Map-Making and Scale Drawings: Cartographers and architects use the principle of proportional division extensively. When a map is drawn to a scale of 1:50,000, every line segment on the map is proportional to the actual distance on the ground. The BPT guarantees that if a road cuts across two boundaries proportionally on the map, the same proportional relationship holds in reality. Surveyors use triangulation based on this principle to measure distances to inaccessible landmarks.

Architecture and Construction: In construction, when a beam runs parallel to the base of a triangular roof frame, the BPT ensures that the supports on both sloping sides are cut in the same ratio. This principle guides the placement of cross-beams, struts, and braces in roof trusses, bridges, and structural frameworks. Engineers rely on proportional division to distribute loads evenly across structural elements.

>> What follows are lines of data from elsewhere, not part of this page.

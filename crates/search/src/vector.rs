//! Seam to the embedding model and vector index, plus a local stand-in for both.

use crate::documents::VectorDocument;
use crate::error::{Result, SearchError};
use crate::tokenize::tokenize;
use async_trait::async_trait;
use sha2::{Digest, Sha256};
use std::collections::HashSet;
use std::sync::Arc;

/// `embed(text) -> vector`
#[async_trait]
pub trait Embedder: Send + Sync {
    fn dimension(&self) -> usize;

    async fn embed_batch(&self, texts: &[String]) -> Result<Vec<Vec<f32>>>;

    async fn embed(&self, text: &str) -> Result<Vec<f32>> {
        self.embed_batch(&[text.to_string()])
            .await?
            .into_iter()
            .next()
            .ok_or_else(|| SearchError::VectorProvider("embedder returned no vector".to_string()))
    }
}

/// `nearest(vector, k) -> ranked node ids`
#[async_trait]
pub trait VectorIndex: Send + Sync {
    async fn nearest(&self, vector: &[f32], k: usize) -> Result<Vec<String>>;
}

/// Embedder and index used together for query-time similarity search
#[derive(Clone)]
pub struct SemanticSearch {
    embedder: Arc<dyn Embedder>,
    index: Arc<dyn VectorIndex>,
}

impl SemanticSearch {
    pub fn new(embedder: Arc<dyn Embedder>, index: Arc<dyn VectorIndex>) -> Self {
        Self { embedder, index }
    }

    /// Ranked node ids, each id once even when several of its parts matched
    pub async fn search(&self, query: &str, k: usize) -> Result<Vec<String>> {
        let vector = self.embedder.embed(query).await?;
        let ranked = self.index.nearest(&vector, k).await?;
        let mut seen = HashSet::new();
        Ok(ranked.into_iter().filter(|id| seen.insert(id.clone())).collect())
    }
}

/// Deterministic bag-of-words embedder: every token is hashed into one dimension
#[derive(Debug, Clone)]
pub struct StubEmbedder {
    dimension: usize,
}

impl StubEmbedder {
    pub fn new(dimension: usize) -> Self {
        Self {
            dimension: dimension.max(1),
        }
    }

    pub fn embed_text(&self, text: &str) -> Vec<f32> {
        let mut vector = vec![0.0f32; self.dimension];
        for token in tokenize(text) {
            let digest = Sha256::digest(token.as_bytes());
            let mut bucket = [0u8; 8];
            bucket.copy_from_slice(&digest[..8]);
            let slot = (u64::from_le_bytes(bucket) % self.dimension as u64) as usize;
            let sign = if digest[8] & 1 == 0 { 1.0 } else { -1.0 };
            vector[slot] += sign;
        }
        normalize(&mut vector);
        vector
    }
}

impl Default for StubEmbedder {
    fn default() -> Self {
        Self::new(256)
    }
}

#[async_trait]
impl Embedder for StubEmbedder {
    fn dimension(&self) -> usize {
        self.dimension
    }

    async fn embed_batch(&self, texts: &[String]) -> Result<Vec<Vec<f32>>> {
        Ok(texts.iter().map(|text| self.embed_text(text)).collect())
    }
}

fn normalize(vector: &mut [f32]) {
    let norm = vector.iter().map(|v| v * v).sum::<f32>().sqrt();
    if norm > 0.0 {
        for value in vector.iter_mut() {
            *value /= norm;
        }
    }
}

pub fn cosine_similarity(a: &[f32], b: &[f32]) -> f32 {
    if a.len() != b.len() {
        return 0.0;
    }

    let dot_product: f32 = a.iter().zip(b.iter()).map(|(x, y)| x * y).sum();
    let norm_a: f32 = a.iter().map(|x| x * x).sum::<f32>().sqrt();
    let norm_b: f32 = b.iter().map(|x| x * x).sum::<f32>().sqrt();

    if norm_a == 0.0 || norm_b == 0.0 {
        return 0.0;
    }

    dot_product / (norm_a * norm_b)
}

/// Brute-force cosine index over document vectors
#[derive(Debug, Clone, Default)]
pub struct InMemoryVectorIndex {
    dimension: usize,
    entries: Vec<(String, Vec<f32>)>,
}

impl InMemoryVectorIndex {
    pub fn new(dimension: usize) -> Self {
        Self {
            dimension,
            entries: Vec::new(),
        }
    }

    pub fn add(&mut self, node_id: impl Into<String>, vector: Vec<f32>) -> Result<()> {
        if vector.len() != self.dimension {
            return Err(SearchError::VectorProvider(format!(
                "vector has {} dimensions, index expects {}",
                vector.len(),
                self.dimension
            )));
        }
        self.entries.push((node_id.into(), vector));
        Ok(())
    }

    /// Embed every document and index it under its node id
    pub async fn build(embedder: &dyn Embedder, documents: &[VectorDocument]) -> Result<Self> {
        let mut index = Self::new(embedder.dimension());
        let texts: Vec<String> = documents.iter().map(|d| d.text.clone()).collect();
        let vectors = embedder.embed_batch(&texts).await?;
        for (document, vector) in documents.iter().zip(vectors) {
            index.add(document.node_id.clone(), vector)?;
        }
        log::info!("Vector index holds {} documents", index.len());
        Ok(index)
    }

    pub fn len(&self) -> usize {
        self.entries.len()
    }

    pub fn is_empty(&self) -> bool {
        self.entries.is_empty()
    }
}

#[async_trait]
impl VectorIndex for InMemoryVectorIndex {
    async fn nearest(&self, vector: &[f32], k: usize) -> Result<Vec<String>> {
        let mut scored: Vec<(usize, f32)> = self
            .entries
            .iter()
            .enumerate()
            .map(|(i, (_, v))| (i, cosine_similarity(vector, v)))
            .collect();
        scored.sort_by(|a, b| b.1.total_cmp(&a.1));
        scored.truncate(k);
        Ok(scored
            .into_iter()
            .map(|(i, _)| self.entries[i].0.clone())
            .collect())
    }
}

#[cfg(test)]
mod tests {
    use super::*;
    use pretty_assertions::assert_eq;

    fn doc(id: &str, text: &str) -> VectorDocument {
        VectorDocument {
            node_id: id.to_string(),
            file: "m.py".to_string(),
            part: 1,
            total_parts: 1,
            text: text.to_string(),
        }
    }

    #[test]
    fn stub_embeddings_are_deterministic_and_normalized() {
        let embedder = StubEmbedder::new(64);
        let a = embedder.embed_text("load the config file");
        let b = embedder.embed_text("load the config file");
        assert_eq!(a, b);
        let norm: f32 = a.iter().map(|v| v * v).sum::<f32>().sqrt();
        assert!((norm - 1.0).abs() < 1e-5);
        assert!(embedder.embed_text("").iter().all(|v| *v == 0.0));
    }

    #[tokio::test]
    async fn nearest_prefers_shared_vocabulary() {
        let embedder = StubEmbedder::default();
        let documents = vec![
            doc("m.parse", "parse tokens from input text"),
            doc("m.save", "save user row to database"),
            doc("m.save", "commit database transaction"),
            doc("m.draw", "draw page header"),
        ];
        let index = InMemoryVectorIndex::build(&embedder, &documents).await.unwrap();
        assert_eq!(index.len(), 4);

        let search = SemanticSearch::new(Arc::new(embedder), Arc::new(index));
        let hits = search.search("database user", 3).await.unwrap();
        assert_eq!(hits[0], "m.save");
        assert_eq!(hits.iter().filter(|h| *h == "m.save").count(), 1);
    }

    #[test]
    fn dimension_mismatch_is_rejected() {
        let mut index = InMemoryVectorIndex::new(3);
        assert!(index.add("a", vec![1.0, 0.0]).is_err());
        assert!(index.add("a", vec![1.0, 0.0, 0.0]).is_ok());
    }
}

Dividing Land Proportionally: In land surveying, when a plot of land needs to be divided into proportional parts along parallel boundaries, the BPT provides the mathematical justification. If a road runs parallel to one boundary, it divides adjacent boundaries in the same ratio, allowing fair division of agricultural or residential land.

Computer Graphics and CAD: In computer-aided design, parallel projection and proportional scaling of geometric shapes rely on the BPT. When a triangle is scaled or transformed by a parallel cut, the proportionality is maintained, ensuring accurate rendering of shapes at different zoom levels.

Photography and Optics: When parallel light rays pass through a triangular prism or lens system, the proportional relationships between the intercepted segments follow the BPT. This is used in designing optical instruments and camera lenses where precise proportional geometry is critical.

Pantograph Mechanism: A pantograph is a mechanical device used for copying and scaling drawings. It works on the principle of the BPT, where parallel linkages ensure that the copy is proportionally scaled. Artists, engineers, and draftsmen have used pantographs for centuries to enlarge or reduce diagrams.